'Pot stirrer' behind Muddy Waters

'Pot stirrer' behind Muddy Waters

UNITED STATES - To some in the investing community, Mr Carson Cutler Block is merely out to make a quick buck by criticising firms and putting pressure on their share prices.

To others, he is an independent voice who highlights questionable practices of firms.

Opportunist or crusader, there is little doubt that the founder of Muddy Waters Research has taken the investing world by storm.

His firm was started only two years ago but he has already claimed the scalps of several Chinese-listed firms by short-selling their stock.

Short-selling involves borrowing a company's shares and then immediately selling them, in the hope that the share price will fall. The short-seller then buys back the stock and profits from the difference.

Some investors, like hedge funds, do this if they believe a company's share price will fall.

But Mr Block, 36, who is Muddy Waters' only full-time employee, takes a different approach. Using a team of hired researchers, accountants and fraud investigators, he delves deep into the company's books, sometimes even visiting its factories to build their case.

It can take months of intensive research before a report is issued. By then, the firm would have taken a short position on the company.

One of its most sensational scalps was Chinese forestry giant Sino-Forest, which was, up to May, listed on the Toronto Stock Exchange.

Before the Muddy Waters report, published in June last year, Sino-Forest had a market capitalisation of US$5 billion (S$6.1 billion). Within a month of the report being published, comparing the firm to a Ponzi scheme, Sino-Forest's share price plummeted 85 per cent.

Eventually the firm had to file for bankruptcy and delist from the stock exchange.

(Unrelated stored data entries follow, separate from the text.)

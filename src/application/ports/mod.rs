//! Ports - Interfaces between the application and the outside world

pub mod outbound;
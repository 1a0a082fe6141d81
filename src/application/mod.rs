//! Application layer - Use cases and the ports they depend on
//!
//! - Services: the rules engine and the character aggregate root
//! - Ports: outbound interfaces for randomness and slot storage
//! - DTOs: printable views handed to drivers

pub mod dto;
pub mod ports;
pub mod services;
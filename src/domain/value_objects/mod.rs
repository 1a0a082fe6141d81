//! Value objects - Immutable objects defined by their attributes

mod age_range;
mod backstory_tables;
mod damage_bonus;
mod improvement_roll;
mod pending_deduction;
mod reference_data;
mod skill_point_formula;
mod stat;
mod stat_modifier;

pub use age_range::{AgeRange, AgeSpecialEffect, StatDeduction};
pub use backstory_tables::{BackstoryOption, BackstoryTables};
pub use damage_bonus::DamageBonus;
pub use improvement_roll::{ImprovementCheckOutcome, ImprovementRoll};
pub use pending_deduction::PendingDeduction;
pub use reference_data::ReferenceData;
pub use skill_point_formula::{FormulaError, FormulaTerm, SkillPointFormula};
pub use stat::{Stat, StatParseError, Stats, HIGH_STAT_FLOOR, STAT_CEILING, STAT_FLOOR};
pub use stat_modifier::{ModifierSource, StatModifier, StatModifiers};
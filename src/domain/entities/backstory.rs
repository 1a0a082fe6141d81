//! Backstory - the personal details written on the back of the sheet

use std::fmt;

use serde::{Deserialize, Serialize};

/// Which backstory element an operation targets
#[derive(Debug, Clone, Copy, PartialEq, Eq, Hash, Serialize, Deserialize)]
#[serde(rename_all = "camelCase")]
pub enum BackstoryField {
    Ideology,
    SignificantPerson,
    MeaningfulLocation,
    TreasuredPossession,
    Trait,
}

impl BackstoryField {
    pub const ALL: [BackstoryField; 5] = [
        BackstoryField::Ideology,
        BackstoryField::SignificantPerson,
        BackstoryField::MeaningfulLocation,
        BackstoryField::TreasuredPossession,
        BackstoryField::Trait,
    ];

    pub fn display_name(&self) -> &'static str {
        match self {
            Self::Ideology => "Ideology/Beliefs",
            Self::SignificantPerson => "Significant People",
            Self::MeaningfulLocation => "Meaningful Locations",
            Self::TreasuredPossession => "Treasured Possessions",
            Self::Trait => "Traits",
        }
    }
}

impl fmt::Display for BackstoryField {
    fn fmt(&self, f: &mut fmt::Formatter<'_>) -> fmt::Result {
        f.write_str(self.display_name())
    }
}

/// A chosen backstory value with optional free-text elaboration
#[derive(Debug, Clone, Default, PartialEq, Eq, Serialize, Deserialize)]
pub struct BackstoryEntry {
    pub name: String,
    #[serde(default, skip_serializing_if = "Option::is_none")]
    pub description: Option<String>,
}

impl BackstoryEntry {
    pub fn new(name: impl Into<String>) -> Self {
        Self {
            name: name.into(),
            description: None,
        }
    }

    pub fn is_set(&self) -> bool {
        !self.name.trim().is_empty()
    }
}

/// Who matters to the investigator, and why
#[derive(Debug, Clone, Default, PartialEq, Eq, Serialize, Deserialize)]
pub struct SignificantPerson {
    pub who: String,
    pub why: String,
    #[serde(default, skip_serializing_if = "Option::is_none")]
    pub description: Option<String>,
}

impl SignificantPerson {
    pub fn is_set(&self) -> bool {
        !self.who.trim().is_empty() && !self.why.trim().is_empty()
    }
}

#[derive(Debug, Clone, Default, PartialEq, Eq, Serialize, Deserialize)]
#[serde(rename_all = "camelCase")]
pub struct Backstory {
    pub ideology: BackstoryEntry,
    pub significant_person: SignificantPerson,
    pub meaningful_location: BackstoryEntry,
    pub treasured_possession: BackstoryEntry,
    #[serde(rename = "trait")]
    pub trait_: BackstoryEntry,
}

impl Backstory {
    /// The single-valued entry for `field`; `None` for the significant person
    pub fn entry_mut(&mut self, field: BackstoryField) -> Option<&mut BackstoryEntry> {
        match field {
            BackstoryField::Ideology => Some(&mut self.ideology),
            BackstoryField::MeaningfulLocation => Some(&mut self.meaningful_location),
            BackstoryField::TreasuredPossession => Some(&mut self.treasured_possession),
            BackstoryField::Trait => Some(&mut self.trait_),
            BackstoryField::SignificantPerson => None,
        }
    }

    pub fn is_set(&self, field: BackstoryField) -> bool {
        match field {
            BackstoryField::Ideology => self.ideology.is_set(),
            BackstoryField::SignificantPerson => self.significant_person.is_set(),
            BackstoryField::MeaningfulLocation => self.meaningful_location.is_set(),
            BackstoryField::TreasuredPossession => self.treasured_possession.is_set(),
            BackstoryField::Trait => self.trait_.is_set(),
        }
    }

    pub fn set_description(&mut self, field: BackstoryField, description: Option<String>) {
        match self.entry_mut(field) {
            Some(entry) => entry.description = description,
            None => self.significant_person.description = description,
        }
    }

    /// Every element filled in, including both who and why
    pub fn is_complete(&self) -> bool {
        BackstoryField::ALL.iter().all(|f| self.is_set(*f))
    }
}
//! Slot storage adapters
//!
//! Both adapters implement `CharacterStoragePort`: one keeps each slot as a
//! JSON file on disk, the other keeps slots in memory for tests and
//! throwaway sessions.

mod json_file_storage;
mod memory_storage;

pub use json_file_storage::JsonFileStorage;
pub use memory_storage::InMemoryStorage;
//! Outbound ports - Interfaces that the application requires from external systems

mod random_port;
mod storage_port;

#[cfg(test)]
pub use random_port::MockRandomPort;
pub use random_port::{FixedRandomPort, RandomPort};
#[cfg(test)]
pub use storage_port::MockCharacterStoragePort;
pub use storage_port::{CharacterStoragePort, StorageError};
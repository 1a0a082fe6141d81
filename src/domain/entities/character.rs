//! Character entity - the investigator being built
//!
//! Current characteristic values are always `base + sum(modifiers)` clamped to
//! the stat's floor; every modifier mutation goes through this type so the
//! rule cannot drift.

use std::collections::BTreeMap;

use serde::{Deserialize, Serialize};

use super::{Backstory, Occupation, Skill};
use crate::domain::value_objects::{
    ImprovementRoll, ModifierSource, Stat, StatModifiers, Stats,
};

/// Age a freshly rolled investigator starts at
pub const DEFAULT_AGE: u32 = 20;

/// Attributes computed from the current characteristics
#[derive(Debug, Clone, PartialEq, Eq, Serialize, Deserialize)]
#[serde(rename_all = "camelCase")]
pub struct DerivedAttributes {
    pub damage_bonus: String,
    pub build: i32,
    pub hit_points: i32,
    pub movement_rate: i32,
}

impl Default for DerivedAttributes {
    fn default() -> Self {
        Self {
            damage_bonus: "None".to_string(),
            build: 0,
            hit_points: 0,
            movement_rate: 8,
        }
    }
}

/// An investigator under construction
#[derive(Debug, Clone, PartialEq, Eq, Serialize, Deserialize)]
#[serde(rename_all = "camelCase")]
pub struct Character {
    pub name: String,
    pub age: u32,
    /// Current, modifier-adjusted values
    pub stats: Stats,
    /// Values as rolled, before any modifier
    pub base_stats: Stats,
    #[serde(default)]
    pub stat_modifiers: StatModifiers,
    pub derived: DerivedAttributes,
    pub occupation: Option<Occupation>,
    pub skills: Vec<Skill>,
    pub remaining_skill_points: i32,
    #[serde(default)]
    pub improvement_rolls: BTreeMap<Stat, Vec<ImprovementRoll>>,
    #[serde(flatten)]
    pub backstory: Backstory,
}

impl Character {
    pub fn new(base_stats: Stats, skills: Vec<Skill>) -> Self {
        Self {
            name: String::new(),
            age: DEFAULT_AGE,
            stats: base_stats,
            base_stats,
            stat_modifiers: StatModifiers::new(),
            derived: DerivedAttributes::default(),
            occupation: None,
            skills,
            remaining_skill_points: 0,
            improvement_rolls: BTreeMap::new(),
            backstory: Backstory::default(),
        }
    }

    pub fn with_name(mut self, name: impl Into<String>) -> Self {
        self.name = name.into();
        self
    }

    pub fn with_age(mut self, age: u32) -> Self {
        self.age = age;
        self
    }

    pub fn stat(&self, stat: Stat) -> i32 {
        self.stats.get(stat)
    }

    pub fn base_stat(&self, stat: Stat) -> i32 {
        self.base_stats.get(stat)
    }

    /// Overwrite a current value directly, bypassing the modifier ledger
    ///
    /// Only the young-age luck reroll does this; the next reset restores the
    /// base value.
    pub fn override_stat(&mut self, stat: Stat, value: i32) {
        self.stats.set(stat, value);
    }

    /// Replace one rolled base value and recompute its current value
    pub fn set_base_stat(&mut self, stat: Stat, value: i32) {
        self.base_stats.set(stat, value);
        self.recompute_stat(stat);
    }

    /// Keyed upsert of a modifier, then re-clamp the stat
    pub fn add_modifier(&mut self, stat: Stat, source: ModifierSource, value: i32) {
        self.stat_modifiers.add(stat, source, value);
        self.recompute_stat(stat);
    }

    /// Drop every `source` modifier from `stat`, returning the removed value
    pub fn remove_modifier(&mut self, stat: Stat, source: &ModifierSource) -> i32 {
        let removed = self.stat_modifiers.remove(stat, source);
        self.recompute_stat(stat);
        removed
    }

    /// Current value = base + modifiers, never below the stat's floor
    pub fn recompute_stat(&mut self, stat: Stat) {
        let value = self.base_stats.get(stat) + self.stat_modifiers.total(stat);
        self.stats.set(stat, value.max(stat.minimum()));
    }

    /// Discard all current-value drift and rebuild from base + modifiers
    pub fn recompute_all_stats(&mut self) {
        for stat in Stat::ALL {
            self.recompute_stat(stat);
        }
    }

    pub fn improvement_rolls_for(&self, stat: Stat) -> &[ImprovementRoll] {
        self.improvement_rolls
            .get(&stat)
            .map(Vec::as_slice)
            .unwrap_or(&[])
    }

    pub fn skill(&self, name: &str) -> Option<&Skill> {
        self.skills.iter().find(|s| s.name == name)
    }

    pub fn skill_mut(&mut self, name: &str) -> Option<&mut Skill> {
        self.skills.iter_mut().find(|s| s.name == name)
    }
}
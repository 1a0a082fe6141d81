//! Domain events - Notifications of state changes within the domain

pub mod domain_events;

pub use domain_events::{CharacterChange, CharacterEvent, EventMetadata};
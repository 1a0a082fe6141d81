//! Domain events - Notifications of character state changes
//!
//! Every mutation of the current character publishes one event carrying the
//! full snapshot, so observers only ever need the latest one.

use chrono::{DateTime, Utc};

use crate::domain::entities::{BackstoryField, Character};
use crate::domain::value_objects::Stat;

/// Base data for all events
#[derive(Debug, Clone)]
pub struct EventMetadata {
    /// When the event occurred
    pub timestamp: DateTime<Utc>,
    /// Optional correlation ID for tracing
    pub correlation_id: Option<String>,
}

impl Default for EventMetadata {
    fn default() -> Self {
        Self {
            timestamp: Utc::now(),
            correlation_id: None,
        }
    }
}

/// What kind of change produced a snapshot
#[derive(Debug, Clone, PartialEq, Eq)]
pub enum CharacterChange {
    // ========================================================================
    // Lifecycle
    // ========================================================================
    /// A fresh investigator was rolled
    Created,

    /// A saved investigator was restored
    Loaded,

    // ========================================================================
    // Characteristics
    // ========================================================================
    /// Name or other identity details changed
    IdentityUpdated,

    /// Base characteristics were rerolled or edited
    BaseStatsChanged { stats: Vec<Stat> },

    /// An age bracket was applied
    AgeApplied { age: u32 },

    /// Age deduction points were moved on a stat
    StatDeducted { stat: Stat, amount: i32 },

    /// Improvement checks or amounts were rerolled
    ImprovementRerolled { stat: Stat },

    // ========================================================================
    // Occupation and skills
    // ========================================================================
    OccupationSet { occupation: String },

    SkillPointsAllocated { skill: String, points: i32 },

    SkillSelectionChanged { skill: String, selected: bool },

    // ========================================================================
    // Backstory
    // ========================================================================
    BackstoryUpdated { field: BackstoryField },

    /// Every backstory element was drawn at random
    BackstoryRandomized,
}

impl CharacterChange {
    /// Get the event type name
    pub fn event_type(&self) -> &'static str {
        match self {
            Self::Created => "CharacterCreated",
            Self::Loaded => "CharacterLoaded",
            Self::IdentityUpdated => "IdentityUpdated",
            Self::BaseStatsChanged { .. } => "BaseStatsChanged",
            Self::AgeApplied { .. } => "AgeApplied",
            Self::StatDeducted { .. } => "StatDeducted",
            Self::ImprovementRerolled { .. } => "ImprovementRerolled",
            Self::OccupationSet { .. } => "OccupationSet",
            Self::SkillPointsAllocated { .. } => "SkillPointsAllocated",
            Self::SkillSelectionChanged { .. } => "SkillSelectionChanged",
            Self::BackstoryUpdated { .. } => "BackstoryUpdated",
            Self::BackstoryRandomized => "BackstoryRandomized",
        }
    }
}

/// A published character snapshot
#[derive(Debug, Clone)]
pub struct CharacterEvent {
    pub metadata: EventMetadata,
    pub change: CharacterChange,
    pub character: Character,
}

impl CharacterEvent {
    pub fn new(change: CharacterChange, character: Character) -> Self {
        Self {
            metadata: EventMetadata::default(),
            change,
            character,
        }
    }

    pub fn event_type(&self) -> &'static str {
        self.change.event_type()
    }
}
//! Backstory Service - random and chosen backstory elements

use std::sync::Arc;

use tracing::debug;

use super::DiceService;
use crate::domain::entities::{BackstoryEntry, BackstoryField, Character};
use crate::domain::value_objects::{BackstoryOption, BackstoryTables};

#[derive(Clone)]
pub struct BackstoryService {
    dice: DiceService,
    tables: Arc<BackstoryTables>,
}

impl BackstoryService {
    pub fn new(dice: DiceService, tables: Arc<BackstoryTables>) -> Self {
        Self { dice, tables }
    }

    pub fn tables(&self) -> &BackstoryTables {
        &self.tables
    }

    fn pick<'a>(&self, options: &'a [BackstoryOption]) -> Option<&'a BackstoryOption> {
        self.dice.pick_index(options.len()).and_then(|i| options.get(i))
    }

    /// Fill `field` with a uniformly random table entry
    ///
    /// The significant person draws who and why independently. Returns false
    /// when the table is empty.
    pub fn randomize(&self, character: &mut Character, field: BackstoryField) -> bool {
        let Some(choice) = self.pick(self.tables.options(field)) else {
            debug!(field = %field, "Empty backstory table");
            return false;
        };

        match character.backstory.entry_mut(field) {
            Some(entry) => *entry = entry_from_option(choice),
            None => {
                let Some(reason) = self.pick(&self.tables.significant_reasons) else {
                    debug!(field = %field, "Empty backstory table");
                    return false;
                };
                let person = &mut character.backstory.significant_person;
                person.who = choice.name.clone();
                person.why = reason.name.clone();
                person.description = None;
            }
        }

        debug!(field = %field, choice = %choice.name, "Backstory randomized");
        true
    }

    /// Randomize every field; true when all of them were filled
    pub fn randomize_all(&self, character: &mut Character) -> bool {
        BackstoryField::ALL
            .iter()
            .fold(true, |filled, field| self.randomize(character, *field) && filled)
    }

    /// Set `field` by name, copying the table description when the name is a
    /// table entry and keeping it as free text otherwise
    ///
    /// For the significant person this sets who they are.
    pub fn select(&self, character: &mut Character, field: BackstoryField, name: &str) {
        let entry = match self.tables.find(field, name) {
            Some(option) => entry_from_option(option),
            None => BackstoryEntry::new(name.trim()),
        };

        match character.backstory.entry_mut(field) {
            Some(slot) => *slot = entry,
            None => character.backstory.significant_person.who = entry.name,
        }
        debug!(field = %field, name, "Backstory selected");
    }

    /// Set why the significant person matters
    pub fn select_significant_reason(&self, character: &mut Character, why: &str) {
        let why = self
            .tables
            .significant_reasons
            .iter()
            .find(|option| option.name.eq_ignore_ascii_case(why.trim()))
            .map_or_else(|| why.trim().to_string(), |option| option.name.clone());
        character.backstory.significant_person.why = why;
    }

    /// Replace the free-text elaboration of `field`; blank text clears it
    pub fn set_description(&self, character: &mut Character, field: BackstoryField, text: &str) {
        let text = text.trim();
        let description = (!text.is_empty()).then(|| text.to_string());
        character.backstory.set_description(field, description);
    }

    pub fn is_complete(&self, character: &Character) -> bool {
        character.backstory.is_complete()
    }
}

fn entry_from_option(option: &BackstoryOption) -> BackstoryEntry {
    BackstoryEntry {
        name: option.name.clone(),
        description: (!option.description.is_empty()).then(|| option.description.clone()),
    }
}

Muddy Waters' first report, issued in June 2010, was on Orient Paper, a Chinese paper firm. Orient Paper's share price dropped 47 per cent in the following month.

But Muddy Waters' track record has not been perfect.

In November last year, it issued a report against Chinese manufacturer Focus Media, alleging that it was over-stating its stock of liquid crystal display (LCD) monitors by 50 per cent.

Focus Media's stock price dived nearly 40 per cent the day after the report was issued but has since steadily recovered.

US-based Integrity Research, an equity research fund which has been tracking short-sellers like Muddy Waters, has questioned the firm's practices, noting that there is "potential bias" in its reports.

"Muddy Waters' primary purpose for distributing their research to other investors is to convince them to also short (sell) the stocks they have already taken short positions in themselves," said the firm.

Mr Block, 36, said in an interview with Bloomberg that he is not a "ninja assassin" out to take down companies, and that his goal is to protect investors' interests.

But he admits that he takes pleasure in stirring the pot. "I have always taken some pleasure in being a bit of a pain in the ass," he once said in an interview.

Growing up in New Jersey, Mr Block honed his skills at equity research working for his father's research firm WAB Capital.

In 1998, he graduated from the University of Southern California and moved to Shanghai to start an equity research firm to cover the stock market there.

But it did not materialise, as he could not find good companies to invest in. So he moved back to the United States to study at the Chicago- Kent College of Law.

After graduating with a law degree, he tried his hand in China again, this time to work at the law firm Jones Day in 2005.

But he quit after a year, with plans to start a wealth management firm in Singapore, catering to wealthy Chinese.

But that too did not pan out. He then started a small firm selling self-storage space called Love Box that he operated in Shanghai for almost three years.

His big break came in 2009, after his father sent him to check on small Chinese firms listed in the US. They included Orient Paper.

An opportunity was brewing and he grabbed it. In June 2010, Muddy Waters Research was formed. Under the company's name, Mr Block started to distribute his report on Orient Paper to contacts in the investing industry.

He initially thought the report would make the stock "trade down a point or so" but it went viral and Orient Paper's prices slumped almost 50 per cent within days.

Muddy Waters' original focus was on Chinese firms but in September Mr Block told Bloomberg he had started to cast his net overseas and was eyeing firms in the US, Japan and India. He did not say then that Singapore was on his list too.

Last week, Mr Block revealed his hand.

Speaking at an investment conference in London, he shocked the Singapore investment community when he said he was betting against commodity giant Olam International's shares.

He accused Olam of booking profits on transactions before it is clear how deals will work out over time.

But Olam has since hit back at the short-seller, calling the attack unfair and baseless.

Olam has also initiated a defamation suit against Mr Block and his firm, according to papers filed with the Singapore High Court.

So far, the one key piece of information missing is the report that Muddy Waters usually issues against its targets.

Apart from a letter Muddy Waters released last Tuesday which attacked Olam, it has maintained radio silence.

Local analysts have expressed confidence that Olam would see this episode through and the majority have not yet downgraded their outlook for Olam.

Said CIMB analyst Lee Wen Ching: "We have examined these allegations and found them not totally unjustified, though not new to the market either.

"We believe Olam will be able to ride out the storm. Muddy Waters' track record is spotted with hits and misses."